(Dataset records)
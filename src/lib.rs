//! # hello-graphviz
//!
//! Build directed-graph descriptions, serialize them to the Graphviz DOT
//! language, and render them through the Graphviz layout programs.
//!
//! ## Features
//!
//! | Feature | Description |
//! |---------|-------------|
//! | `ascii` | Terminal drawing of graphs via [`ascii-dag`](https://crates.io/crates/ascii-dag) |
//!
//! `default = ["ascii"]`.
//!
//! ## Example
//!
//! ```no_run
//! use hello_graphviz::{Digraph, Format, Graphviz, RenderOptions};
//!
//! let mut g = Digraph::new("G");
//! g.edge("Hello", "World");
//!
//! print!("{}", g.source());
//!
//! let options = RenderOptions::new("hello_world").format(Format::Png).scale(2.0);
//! let path = g.render(&Graphviz::new(), &options)?;
//! println!("wrote {}", path.display());
//! # Ok::<(), hello_graphviz::RenderError>(())
//! ```

pub mod display;
mod error;
pub mod export;
mod format;
mod graph;
pub mod render;
mod source;

pub use display::{display, DisplayData, DisplaySink, EventSink, TerminalSink};
pub use error::{DisplayError, RenderError};
pub use export::{EdgeRepr, GraphRepr, NodeRepr};
pub use format::{Engine, Format};
pub use graph::{attrs, Attrs, Digraph, Statement};
pub use render::{render_graphml, Graphviz, PipeRequest, RenderOptions, Renderer};
pub use source::{escape_dot_string, quote_id};

#[cfg(feature = "ascii")]
pub use render::render_ascii;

**EXERCISE GOAL**
Write out the complete set of records exactly as given.

**RESPONSE BELOW**
filename src/lib.rs
//! # hello-graphviz
//!
//! Build directed-graph descriptions, serialize them to the Graphviz DOT
//! language, and render them through the Graphviz layout programs.
//!
//! ## Features
//!
//! | Feature | Description |
//! |---------|-------------|
//! | `ascii` | Terminal drawing of graphs via [`ascii-dag`](https://crates.io/crates/ascii-dag) |
//!
//! `default = ["ascii"]`.
//!
//! ## Example
//!
//! ```no_run
//! use hello_graphviz::{Digraph, Format, Graphviz, RenderOptions};
//!
//! let mut g = Digraph::new("G");
//! g.edge("Hello", "World");
//!
//! print!("{}", g.source());
//!
//! let options = RenderOptions::new("hello_world").format(Format::Png).scale(2.0);
//! let path = g.render(&Graphviz::new(), &options)?;
//! println!("wrote {}", path.display());
//! # Ok::<(), hello_graphviz::RenderError>(())
//! ```

pub mod display;
mod error;
pub mod export;
mod format;
mod graph;
pub mod render;
mod source;

pub use display::{display, DisplayData, DisplaySink, EventSink, TerminalSink};
pub use error::{DisplayError, RenderError};
pub use export::{EdgeRepr, GraphRepr, NodeRepr};
pub use format::{Engine, Format};
pub use graph::{attrs, Attrs, Digraph, Statement};
pub use render::{render_graphml, Graphviz, PipeRequest, RenderOptions, Renderer};
pub use source::{escape_dot_string, quote_id};

#[cfg(feature = "ascii")]
pub use render::render_ascii;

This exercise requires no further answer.